I took on the challenge in 2019 beginning in February. As this was a Paris-Brest-Paris year, I thought it’d be a relatively easy twelve months insomuch that PBP was my motivation for the first 7 months of the year anyway. I would therefore only need to chase five months upon my return from France.
Committing to a challenge like this requires sacrifice, organisation and desire. I don’t like to ride for riding’s sake; I want to ride my bike because I love to, when the weather’s nice or if we’re going to a nice cafe for lunch while in good company. Put simply, I never feel obliged to ride my bike, I do it because I want to.
I planned my BRM SR so that I had all my PBP qualifiers done and dusted by the end of May. This lifted a weight off my shoulders in one respect (I’d definitely be riding to Brest soon!) but in others, I had to make sure my training kept going. June became a DIY month and July thankfully had plenty of calendar events to choose from. I also made a trip down to the Alps to boost my climbing legs.
After PBP, I knew I was probably at my peak in terms of fitness for that year. Heck, I’d just ridden 1200km in just under 81 hours, of course I was fit!
It was around September that I really embraced the Peak Brevettes community: a bunch of women based anywhere between Manchester and Sheffield who love riding their bikes a very long way. Individually, we’d all ridden a lot of events together but hadn’t known of one another until this group was set up, so it was nice to have a virtual cycling club.
Some randonneurs may tell you that starting a Randonneur Round the Year award in the first part of the year is easier than most other times of the year. By the time the cooler weather comes in, you’re already at/over the halfway point so the motivation to complete it is stronger. As I started in February and the shorter days drew in around October, I knew I just had to survive three more months until glory was mine!
I took part in the Eureka 200 in November, which was the first chance I had to catch up with a few familiar faces from August. Apologies if you didn’t do PBP and are getting sick of people on every ride since talking about it! I had the company of Chris the whole way around having met him at the start. Hi Chris!
December is a tricky month no matter which way you look at it. The last couple of weeks tend to be a write-off and the chill sets in proper. Or so we thought. Sian from the Peak Brevettes organised a 200 at the start of the month and we managed to tick the box for December. Ange managed to twist my arm shortly after this and convinced me to join her three-day Festive500 bonanza with some of her Sheffield CTC friends. Amazingly, I’d managed over 700km in December, my most productive month since August!
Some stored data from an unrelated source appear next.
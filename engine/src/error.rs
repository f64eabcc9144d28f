//! Error types for the Paddock engine.
//!
//! The reconciler operations themselves are total. Errors only come from
//! parsing identifiers, decoding persisted rollback contexts, and settling a
//! mutation without what it needs.

use crate::{EntityKind, RecordId};
use thiserror::Error;

/// All possible errors from the Paddock engine.
#[derive(Debug, Error, Clone, PartialEq, Eq)]
pub enum Error {
    #[error("invalid temporary id: {0}")]
    InvalidTempId(String),

    #[error("invalid rollback context: {0}")]
    InvalidContext(String),

    #[error("server record required to confirm {0}")]
    MissingServerRecord(RecordId),

    #[error("mutation for '{actual}' cannot be applied to a '{expected}' query")]
    KindMismatch {
        expected: EntityKind,
        actual: EntityKind,
    },
}

/// Result type for engine operations.
pub type Result<T> = std::result::Result<T, Error>;
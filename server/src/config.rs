//! Configuration management for the server.

use std::collections::HashSet;
use std::env;

use crate::handlers::is_valid_kind;

/// Server configuration loaded from environment variables.
#[derive(Debug, Clone)]
pub struct Config {
    /// Server host address
    pub host: String,
    /// Server port
    pub port: u16,
    /// Entity kinds whose mutations answer 503, for exercising client rollback
    pub fail_kinds: HashSet<String>,
}

impl Default for Config {
    fn default() -> Self {
        Self {
            host: "0.0.0.0".to_string(),
            port: 3000,
            fail_kinds: HashSet::new(),
        }
    }
}

impl Config {
    /// Load configuration from environment variables.
    pub fn from_env() -> Result<Self, ConfigError> {
        let host = env::var("HOST").unwrap_or_else(|_| "0.0.0.0".to_string());

        let port = env::var("PORT")
            .unwrap_or_else(|_| "3000".to_string())
            .parse()
            .map_err(|_| ConfigError::InvalidPort)?;

        let fail_kinds = match env::var("PADDOCK_FAIL_KINDS") {
            Ok(raw) => parse_fail_kinds(&raw)?,
            Err(_) => HashSet::new(),
        };

        Ok(Self {
            host,
            port,
            fail_kinds,
        })
    }

    pub fn with_fail_kinds<I, S>(mut self, kinds: I) -> Self
    where
        I: IntoIterator<Item = S>,
        S: Into<String>,
    {
        self.fail_kinds = kinds.into_iter().map(Into::into).collect();
        self
    }

    /// Whether mutations of `kind` should be refused.
    pub fn should_fail(&self, kind: &str) -> bool {
        self.fail_kinds.contains(kind)
    }
}

/// Parse a comma-separated kind list. Blank entries are skipped.
pub fn parse_fail_kinds(raw: &str) -> Result<HashSet<String>, ConfigError> {
    raw.split(',')
        .map(str::trim)
        .filter(|kind| !kind.is_empty())
        .map(|kind| {
            if is_valid_kind(kind) {
                Ok(kind.to_string())
            } else {
                Err(ConfigError::InvalidFailKind(kind.to_string()))
            }
        })
        .collect()
}

/// Configuration errors.
#[derive(Debug, thiserror::Error)]
pub enum ConfigError {
    #[error("Invalid PORT value")]
    InvalidPort,

    #[error("Invalid entity kind in PADDOCK_FAIL_KINDS: {0}")]
    InvalidFailKind(String),
}
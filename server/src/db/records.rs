//! Record storage keyed by entity kind.

use chrono::{SecondsFormat, Utc};
use dashmap::DashMap;
use paddock_engine::{Entity, EntityKind, JsonRecord};
use serde_json::{Map, Value};
use std::collections::BTreeMap;
use std::sync::Arc;
use uuid::Uuid;

/// Fields stamped by the server and never taken from a request body.
const SERVER_FIELDS: [&str; 3] = ["id", "createdAt", "updatedAt"];

/// Shared record store. Cloning shares the same underlying map.
#[derive(Debug, Clone, Default)]
pub struct RecordStore {
    records: Arc<DashMap<EntityKind, Vec<JsonRecord>>>,
}

impl RecordStore {
    pub fn new() -> Self {
        Self::default()
    }

    /// All records of `kind`, in creation order.
    pub fn list(&self, kind: &str) -> Vec<JsonRecord> {
        self.records
            .get(kind)
            .map(|records| records.value().clone())
            .unwrap_or_default()
    }

    pub fn get(&self, kind: &str, id: &str) -> Option<JsonRecord> {
        self.records
            .get(kind)?
            .iter()
            .find(|record| record.id == id)
            .cloned()
    }

    /// Persist a new record built from `fields` and return it.
    pub fn insert(&self, kind: &str, fields: Map<String, Value>) -> JsonRecord {
        let now = timestamp();
        let mut record = JsonRecord::new(new_record_id(kind), without_server_fields(fields));
        record.set("createdAt", Value::String(now.clone()));
        record.set("updatedAt", Value::String(now));

        self.records
            .entry(kind.to_string())
            .or_default()
            .push(record.clone());
        record
    }

    /// Shallow-merge `patch` into an existing record.
    ///
    /// Returns `None` if no record of `kind` has `id`.
    pub fn update(&self, kind: &str, id: &str, patch: Map<String, Value>) -> Option<JsonRecord> {
        let mut records = self.records.get_mut(kind)?;
        let record = records.iter_mut().find(|record| record.id == id)?;

        record.apply_patch(&without_server_fields(patch));
        record.set("updatedAt", Value::String(timestamp()));
        Some(record.clone())
    }

    /// Returns whether a record was removed.
    pub fn delete(&self, kind: &str, id: &str) -> bool {
        let Some(mut records) = self.records.get_mut(kind) else {
            return false;
        };
        let before = records.len();
        records.retain(|record| record.id != id);
        records.len() != before
    }

    pub fn count(&self, kind: &str) -> usize {
        self.records.get(kind).map_or(0, |records| records.len())
    }

    /// Record count per kind, for kinds that currently hold records.
    pub fn counts(&self) -> BTreeMap<EntityKind, usize> {
        self.records
            .iter()
            .filter(|entry| !entry.value().is_empty())
            .map(|entry| (entry.key().clone(), entry.value().len()))
            .collect()
    }
}

/// Persisted ids look like `batch_9f0c...`, never like a temp id.
fn new_record_id(kind: &str) -> String {
    format!("{}_{}", kind, Uuid::new_v4().simple())
}

fn timestamp() -> String {
    Utc::now().to_rfc3339_opts(SecondsFormat::Millis, true)
}

fn without_server_fields(mut fields: Map<String, Value>) -> Map<String, Value> {
    for field in SERVER_FIELDS {
        fields.remove(field);
    }
    fields
}
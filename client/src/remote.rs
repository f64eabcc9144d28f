//! Remote entity service.
//!
//! [`Remote`] is the seam between the optimistic client and the network.
//! [`HttpRemote`] speaks the server's `/entities/{kind}` endpoints.

use async_trait::async_trait;
use paddock_engine::JsonRecord;
use reqwest::{Response, StatusCode};
use serde::Deserialize;
use serde_json::{Map, Value};
use std::env;

use crate::error::{ClientError, Result};

/// Create, update, delete, and list records of an entity kind.
#[async_trait]
pub trait Remote: Send + Sync {
    async fn list(&self, kind: &str) -> Result<Vec<JsonRecord>>;

    /// Persist a draft and return the server's record with its real id.
    async fn create(&self, kind: &str, draft: &Map<String, Value>) -> Result<JsonRecord>;

    async fn update(&self, kind: &str, id: &str, patch: &Map<String, Value>) -> Result<JsonRecord>;

    async fn delete(&self, kind: &str, id: &str) -> Result<()>;
}

/// Error body returned by the server.
#[derive(Debug, Deserialize)]
struct ErrorBody {
    error: String,
    #[serde(default)]
    details: Option<String>,
}

/// [`Remote`] over HTTP.
#[derive(Debug, Clone)]
pub struct HttpRemote {
    client: reqwest::Client,
    base_url: String,
}

impl HttpRemote {
    pub fn new(base_url: impl Into<String>) -> Self {
        Self::with_client(reqwest::Client::new(), base_url)
    }

    pub fn with_client(client: reqwest::Client, base_url: impl Into<String>) -> Self {
        let base_url = base_url.into().trim_end_matches('/').to_string();
        Self { client, base_url }
    }

    /// Read the server address from `PADDOCK_SERVER_URL`.
    pub fn from_env() -> Result<Self> {
        let base_url = env::var("PADDOCK_SERVER_URL")
            .map_err(|_| ClientError::MissingConfig("PADDOCK_SERVER_URL"))?;
        Ok(Self::new(base_url))
    }

    pub fn base_url(&self) -> &str {
        &self.base_url
    }

    fn collection_url(&self, kind: &str) -> String {
        format!("{}/entities/{}", self.base_url, kind)
    }

    fn record_url(&self, kind: &str, id: &str) -> String {
        format!("{}/entities/{}/{}", self.base_url, kind, id)
    }
}

/// Turn a non-2xx response into [`ClientError::Status`].
async fn check(response: Response) -> Result<Response> {
    let status = response.status();
    if status.is_success() {
        return Ok(response);
    }

    let text = response.text().await.unwrap_or_default();
    Err(ClientError::Status {
        status,
        message: error_message(status, &text),
    })
}

fn error_message(status: StatusCode, body: &str) -> String {
    match serde_json::from_str::<ErrorBody>(body) {
        Ok(ErrorBody {
            error,
            details: Some(details),
        }) => format!("{}: {}", error, details),
        Ok(ErrorBody { error, .. }) => error,
        Err(_) if !body.is_empty() => body.to_string(),
        Err(_) => status
            .canonical_reason()
            .unwrap_or("request failed")
            .to_string(),
    }
}

#[async_trait]
impl Remote for HttpRemote {
    async fn list(&self, kind: &str) -> Result<Vec<JsonRecord>> {
        let response = self.client.get(self.collection_url(kind)).send().await?;
        Ok(check(response).await?.json().await?)
    }

    async fn create(&self, kind: &str, draft: &Map<String, Value>) -> Result<JsonRecord> {
        let response = self
            .client
            .post(self.collection_url(kind))
            .json(draft)
            .send()
            .await?;
        Ok(check(response).await?.json().await?)
    }

    async fn update(&self, kind: &str, id: &str, patch: &Map<String, Value>) -> Result<JsonRecord> {
        let response = self
            .client
            .patch(self.record_url(kind, id))
            .json(patch)
            .send()
            .await?;
        Ok(check(response).await?.json().await?)
    }

    async fn delete(&self, kind: &str, id: &str) -> Result<()> {
        let response = self.client.delete(self.record_url(kind, id)).send().await?;
        check(response).await?;
        Ok(())
    }
}
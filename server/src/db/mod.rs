//! In-memory persistence for entity records.

mod records;

pub use records::*;
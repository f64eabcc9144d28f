//! Liveness and store summary.

use axum::{extract::State, routing::get, Json, Router};
use paddock_engine::EntityKind;
use serde::Serialize;
use std::collections::BTreeMap;

use crate::AppState;

#[derive(Debug, Serialize)]
pub struct HealthResponse {
    pub status: &'static str,
    pub version: &'static str,
    /// Total records across every kind.
    pub records: usize,
    /// Records held per entity kind. Empty kinds are left out.
    pub kinds: BTreeMap<EntityKind, usize>,
    /// Kinds configured to fail every mutation.
    pub failing_kinds: Vec<EntityKind>,
}

pub fn routes() -> Router<AppState> {
    Router::new()
        .route("/health", get(health_check))
        .route("/", get(root))
}

async fn health_check(State(state): State<AppState>) -> Json<HealthResponse> {
    let kinds = state.store.counts();
    let mut failing_kinds: Vec<_> = state.config.fail_kinds.iter().cloned().collect();
    failing_kinds.sort();

    Json(HealthResponse {
        status: "ok",
        version: env!("CARGO_PKG_VERSION"),
        records: kinds.values().sum(),
        kinds,
        failing_kinds,
    })
}

async fn root() -> &'static str {
    "Paddock Entity Server"
}
#[cfg(test)]
mod tests {
    use super::*;
    use crate::database::open_store;
    use crate::error::ProbeError;
    use crate::monitoring::types::{
        ConnectionStats, HealthStats, LatencyStats, LoadStats, ProbeFailure, ProbePayload,
    };
    use chrono::TimeZone;
    use rust_decimal_macros::dec;
    use tempfile::{TempDir, tempdir};

    async fn store() -> (LibsqlStore, TempDir) {
        let dir = tempdir().unwrap();
        let store = open_store(&dir.path().join("results.db"), 2).await.unwrap();
        (store, dir)
    }

    fn connection(region: &str, latency: Decimal) -> ProbeResult {
        ProbeResult::succeeded(
            region,
            ProbePayload::Connection(ConnectionStats {
                latency_ms: latency,
                server_identity: format!("{region}:5432/defaultdb"),
                backend_id: 41,
                server_version: "16.4".into(),
            }),
        )
    }

    fn aged(mut result: ProbeResult, days: i64) -> ProbeResult {
        result.timestamp = Utc::now() - chrono::Duration::days(days);
        result
    }

    #[tokio::test]
    async fn test_round_trip_preserves_two_decimals() {
        let (store, _dir) = store().await;
        let latency = ProbeResult::succeeded(
            "eu-west",
            ProbePayload::Latency(LatencyStats {
                iteration_count: 3,
                min_ms: dec!(10.10),
                max_ms: dec!(30.30),
                avg_ms: dec!(20.00),
                samples: vec![dec!(10.10), dec!(19.60), dec!(30.30)],
            }),
        );
        let load = ProbeResult::succeeded(
            "eu-west",
            ProbePayload::Load(LoadStats {
                concurrency: 10,
                failed_units: 2,
                min_ms: dec!(4.00),
                max_ms: dec!(9.99),
                avg_ms: dec!(6.50),
                wall_time_ms: dec!(12.01),
                throughput_per_sec: dec!(666.11),
            }),
        );
        store.save(&latency).await.unwrap();
        store.save(&load).await.unwrap();

        let recent = store.recent("eu-west", 10).await.unwrap();
        assert_eq!(recent, vec![load, latency]);
        let Some(ProbePayload::Latency(stats)) = recent[1].payload() else {
            panic!("expected latency payload");
        };
        assert_eq!(stats.avg_ms.to_string(), "20.00");
    }

    #[tokio::test]
    async fn test_absent_fields_are_null() {
        let (store, _dir) = store().await;
        let health = ProbeResult::succeeded(
            "asia-pacific",
            ProbePayload::Health(HealthStats { cache_hit_ratio: Some(dec!(97.25)), ..HealthStats::default() }),
        );
        store.save(&health).await.unwrap();

        let conn = store.get_conn().await.unwrap();
        let mut rows = conn
            .query("SELECT latency_ms, active_conn, db_size, min_ms FROM probe_results", ())
            .await
            .unwrap();
        let row = rows.next().await.unwrap().unwrap();
        assert_eq!(row.get::<Option<String>>(0).unwrap(), None);
        assert_eq!(row.get::<Option<i64>>(1).unwrap(), None);
        assert_eq!(row.get::<Option<String>>(2).unwrap(), None);
        assert_eq!(row.get::<Option<String>>(3).unwrap(), None);
    }

    #[tokio::test]
    async fn test_recent_is_newest_first_and_limited() {
        let (store, _dir) = store().await;
        for latency in [dec!(1.00), dec!(2.00), dec!(3.00)] {
            store.save(&connection("us-east", latency)).await.unwrap();
        }
        store.save(&connection("eu-west", dec!(9.00))).await.unwrap();

        let recent = store.recent("us-east", 2).await.unwrap();
        let latencies: Vec<_> = recent.iter().filter_map(|r| r.latency_ms()).collect();
        assert_eq!(latencies, vec![dec!(3.00), dec!(2.00)]);

        let across = store.recent_across(&["us-east".into(), "eu-west".into()], 10).await.unwrap();
        assert_eq!(across.len(), 4);
        assert_eq!(across[0].region_id, "eu-west");
        assert!(store.recent_across(&[], 10).await.unwrap().is_empty());
    }

    #[tokio::test]
    async fn test_summary_over_window() {
        let (store, _dir) = store().await;
        store.save(&connection("us-east", dec!(10.00))).await.unwrap();
        store.save(&connection("us-east", dec!(20.00))).await.unwrap();
        store.save(&connection("us-east", dec!(33.00))).await.unwrap();
        store
            .save(&ProbeResult::failed(
                "us-east",
                ProbeKind::Connection,
                ProbeError::timeout("connect timed out after 100ms"),
            ))
            .await
            .unwrap();
        store.save(&aged(connection("us-east", dec!(500.00)), 3)).await.unwrap();

        let summary = store.summary("us-east", Duration::from_secs(24 * 3600)).await.unwrap();
        assert_eq!(summary.total_checks, 4);
        assert_eq!(summary.successful_checks, 3);
        assert_eq!(summary.success_rate, Some(dec!(75.00)));
        assert_eq!(summary.avg_latency_ms, Some(dec!(21.00)));
        assert_eq!(summary.min_latency_ms, Some(dec!(10.00)));
        assert_eq!(summary.max_latency_ms, Some(dec!(33.00)));

        let empty = store.summary("eu-west", Duration::from_secs(3600)).await.unwrap();
        assert_eq!(empty.total_checks, 0);
        assert_eq!(empty.success_rate, None);
        assert_eq!(empty.avg_latency_ms, None);
    }

    #[tokio::test]
    async fn test_reclaim_is_idempotent() {
        let (store, _dir) = store().await;
        store.save(&aged(connection("us-east", dec!(1.00)), 10)).await.unwrap();
        store.save(&aged(connection("us-east", dec!(2.00)), 8)).await.unwrap();
        store.save(&connection("us-east", dec!(3.00))).await.unwrap();

        let horizon = Duration::from_secs(7 * 24 * 3600);
        assert_eq!(store.reclaim(horizon).await.unwrap(), 2);
        assert_eq!(store.reclaim(horizon).await.unwrap(), 0);
        assert_eq!(store.recent("us-east", 10).await.unwrap().len(), 1);
    }

    #[tokio::test]
    async fn test_reclaim_rejects_unrepresentable_horizon() {
        let (store, _dir) = store().await;
        store.save(&connection("us-east", dec!(1.00))).await.unwrap();

        assert!(store.reclaim(Duration::from_secs(u64::MAX)).await.is_err());
        assert!(store.reclaim(Duration::from_secs(100_000_000 * 24 * 3600)).await.is_err());
        assert_eq!(store.recent("us-east", 10).await.unwrap().len(), 1);
    }

    #[tokio::test]
    async fn test_metric_series_is_chronological() {
        let (store, _dir) = store().await;
        store.save(&connection("eu-west", dec!(5.00))).await.unwrap();
        store
            .save(&ProbeResult::failed("eu-west", ProbeKind::Connection, ProbeError::timeout("slow")))
            .await
            .unwrap();
        store.save(&connection("eu-west", dec!(7.00))).await.unwrap();

        let series = store.metric_series("eu-west", ProbeKind::Connection, 10).await.unwrap();
        let values: Vec<_> = series.iter().map(|p| p.value).collect();
        assert_eq!(values, vec![dec!(5.00), dec!(7.00)]);
        assert!(series[0].timestamp < series[1].timestamp);
    }

    #[tokio::test]
    async fn test_rolling_view_groups_by_region_and_kind() {
        let (store, _dir) = store().await;
        store.save(&connection("eu-west", dec!(10.00))).await.unwrap();
        store.save(&connection("eu-west", dec!(20.00))).await.unwrap();
        let failure = ProbeFailure::from(ProbeError::timeout("slow")).with_samples(vec![dec!(1.00)]);
        store.save(&ProbeResult::failed("eu-west", ProbeKind::Latency, failure)).await.unwrap();
        store.save(&aged(connection("us-east", dec!(1.00)), 2)).await.unwrap();

        let rolling = store.rolling_24h().await.unwrap();
        assert_eq!(rolling.len(), 2);
        let conn = &rolling[0];
        assert_eq!((conn.region_id.as_str(), conn.kind), ("eu-west", ProbeKind::Connection));
        assert_eq!(conn.total_checks, 2);
        assert_eq!(conn.success_rate, Some(100.0));
        assert_eq!(conn.avg_latency_ms, Some(15.0));
        assert_eq!(rolling[1].successful_checks, 0);
        assert!(rolling[1].last_checked_at > Utc.timestamp_opt(0, 0).unwrap());
    }
}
The new year brought one final challenge: the last 200! With a somewhat average forecast, yet another Peak Brevettes powerhouse left Sheffield and headed for Curbar where Rach and I met them. Ange suggested an Eastern route down to Newark-on-Trent in a brutal headwind. With Hannah’s nose in the wind, this was no bother for the rest of us who cowered behind her wheel seeking shelter. While the main bunch celebrated the end of their ride in Sheffield, Rach and I had one last climb to do to complete the route. Enter Owler Bar where I had a sense of humour failure in the torrential rain with Rach’s rear light my only focus.
The sweet relief of the descent into Baslow and the subsequent chippy tea is a feeling I can’t explain. I had done it! Paul Stewart validated my DIY within 24 hours and I submitted my claim for the Randonneur Round the Year award. Confirmation came through just a few days later and with it, my order for the exclusive badge.
This award is one of the best to work towards: it keeps you motivated every month and ensures you get out for at least one long one. Of course, we’ve been lucky so far this winter with the mild bright days and lack of ice. I felt so engaged with the wider audax community and it felt so good to ride with other people working towards the same goal.
If you’re thinking about it, my advice is to JFDI…for the next 12 months! Check out my calendar to see which Audax events I’ll be doing this year. I update it regularly, so keep it handy in case I suddenly decide to venture out! The Randonneur Round the Year award is much easier if you have someone else to ride with.